_TASK DIRECTIONS_
This task is to restate all of the entries exactly.

..............................

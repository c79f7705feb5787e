//! Route definitions and router construction.
//!
//! `/mcp` carries the JSON-RPC protocol. Management endpoints live under
//! `/api` and answer plain JSON.

use axum::Router;
use axum::routing::{get, post, put};
use tower_http::cors::{Any, CorsLayer};
use tower_http::trace::TraceLayer;

use crate::bootstrap::CorsConfig;
use crate::handlers;
use crate::state::AppState;

/// Build CORS layer from configuration.
fn build_cors_layer(config: &CorsConfig) -> CorsLayer {
    match config {
        CorsConfig::AllowAll => CorsLayer::new()
            .allow_origin(Any)
            .allow_methods(Any)
            .allow_headers(Any),
        CorsConfig::AllowOrigins(origins) => {
            use axum::http::HeaderValue;
            let allowed: Vec<HeaderValue> = origins.iter().filter_map(|o| o.parse().ok()).collect();
            CorsLayer::new()
                .allow_origin(allowed)
                .allow_methods(Any)
                .allow_headers(Any)
        }
    }
}

/// Management routes without the `/api` prefix.
pub(crate) fn api_routes() -> Router<AppState> {
    Router::new()
        // Backends
        .route(
            "/backends",
            get(handlers::backends::list).post(handlers::backends::upsert),
        )
        .route(
            "/backends/{id}",
            get(handlers::backends::get).delete(handlers::backends::remove),
        )
        .route("/backends/{id}/start", post(handlers::backends::start))
        .route("/backends/{id}/stop", post(handlers::backends::stop))
        // Hooks
        .route(
            "/hooks",
            get(handlers::hooks::list).post(handlers::hooks::create),
        )
        .route(
            "/hooks/{id}",
            put(handlers::hooks::update).delete(handlers::hooks::remove),
        )
        // Workflows
        .route(
            "/workflows",
            get(handlers::workflows::list).post(handlers::workflows::save),
        )
        .route(
            "/workflows/{id}",
            get(handlers::workflows::get)
                .put(handlers::workflows::update)
                .delete(handlers::workflows::remove),
        )
        .route(
            "/workflows/{id}/activate",
            post(handlers::workflows::activate),
        )
        .route(
            "/workflows/{id}/deactivate",
            post(handlers::workflows::deactivate),
        )
        // Aggregated capabilities, same view as the protocol endpoint
        .route("/tools", get(handlers::capabilities::tools))
        .route("/tools/call", post(handlers::capabilities::call_tool))
        .route("/prompts", get(handlers::capabilities::prompts))
        .route("/prompts/get", post(handlers::capabilities::get_prompt))
        .route("/resources", get(handlers::capabilities::resources))
        .route("/resources/read", post(handlers::capabilities::read_resource))
        .route("/display-rules", put(handlers::capabilities::set_display_rules))
        // Audit and events
        .route("/audit", get(handlers::audit::recent))
        .route("/events", get(handlers::events::stream))
}

/// Create the full router over a shared context.
pub fn create_router(state: AppState, cors_config: &CorsConfig) -> Router {
    let cors = build_cors_layer(cors_config);

    Router::new()
        .route("/health", get(health_check))
        .route("/mcp", post(handlers::mcp::rpc))
        .nest("/api", api_routes())
        .with_state(state)
        .layer(cors)
        .layer(TraceLayer::new_for_http())
}

pub(crate) async fn health_check() -> &'static str {
    "OK"
}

..............................

_YOUR SOLUTION_
repository c79f7705feb5787e
//! Route definitions and router construction.
//!
//! `/mcp` carries the JSON-RPC protocol. Management endpoints live under
//! `/api` and answer plain JSON.

use axum::Router;
use axum::routing::{get, post, put};
use tower_http::cors::{Any, CorsLayer};
use tower_http::trace::TraceLayer;

use crate::bootstrap::CorsConfig;
use crate::handlers;
use crate::state::AppState;

/// Build CORS layer from configuration.
fn build_cors_layer(config: &CorsConfig) -> CorsLayer {
    match config {
        CorsConfig::AllowAll => CorsLayer::new()
            .allow_origin(Any)
            .allow_methods(Any)
            .allow_headers(Any),
        CorsConfig::AllowOrigins(origins) => {
            use axum::http::HeaderValue;
            let allowed: Vec<HeaderValue> = origins.iter().filter_map(|o| o.parse().ok()).collect();
            CorsLayer::new()
                .allow_origin(allowed)
                .allow_methods(Any)
                .allow_headers(Any)
        }
    }
}

/// Management routes without the `/api` prefix.
pub(crate) fn api_routes() -> Router<AppState> {
    Router::new()
        // Backends
        .route(
            "/backends",
            get(handlers::backends::list).post(handlers::backends::upsert),
        )
        .route(
            "/backends/{id}",
            get(handlers::backends::get).delete(handlers::backends::remove),
        )
        .route("/backends/{id}/start", post(handlers::backends::start))
        .route("/backends/{id}/stop", post(handlers::backends::stop))
        // Hooks
        .route(
            "/hooks",
            get(handlers::hooks::list).post(handlers::hooks::create),
        )
        .route(
            "/hooks/{id}",
            put(handlers::hooks::update).delete(handlers::hooks::remove),
        )
        // Workflows
        .route(
            "/workflows",
            get(handlers::workflows::list).post(handlers::workflows::save),
        )
        .route(
            "/workflows/{id}",
            get(handlers::workflows::get)
                .put(handlers::workflows::update)
                .delete(handlers::workflows::remove),
        )
        .route(
            "/workflows/{id}/activate",
            post(handlers::workflows::activate),
        )
        .route(
            "/workflows/{id}/deactivate",
            post(handlers::workflows::deactivate),
        )
        // Aggregated capabilities, same view as the protocol endpoint
        .route("/tools", get(handlers::capabilities::tools))
        .route("/tools/call", post(handlers::capabilities::call_tool))
        .route("/prompts", get(handlers::capabilities::prompts))
        .route("/prompts/get", post(handlers::capabilities::get_prompt))
        .route("/resources", get(handlers::capabilities::resources))
        .route("/resources/read", post(handlers::capabilities::read_resource))
        .route("/display-rules", put(handlers::capabilities::set_display_rules))
        // Audit and events
        .route("/audit", get(handlers::audit::recent))
        .route("/events", get(handlers::events::stream))
}

/// Create the full router over a shared context.
pub fn create_router(state: AppState, cors_config: &CorsConfig) -> Router {
    let cors = build_cors_layer(cors_config);

    Router::new()
        .route("/health", get(health_check))
        .route("/mcp", post(handlers::mcp::rpc))
        .nest("/api", api_routes())
        .with_state(state)
        .layer(cors)
        .layer(TraceLayer::new_for_http())
}

pub(crate) async fn health_check() -> &'static str {
    "OK"
}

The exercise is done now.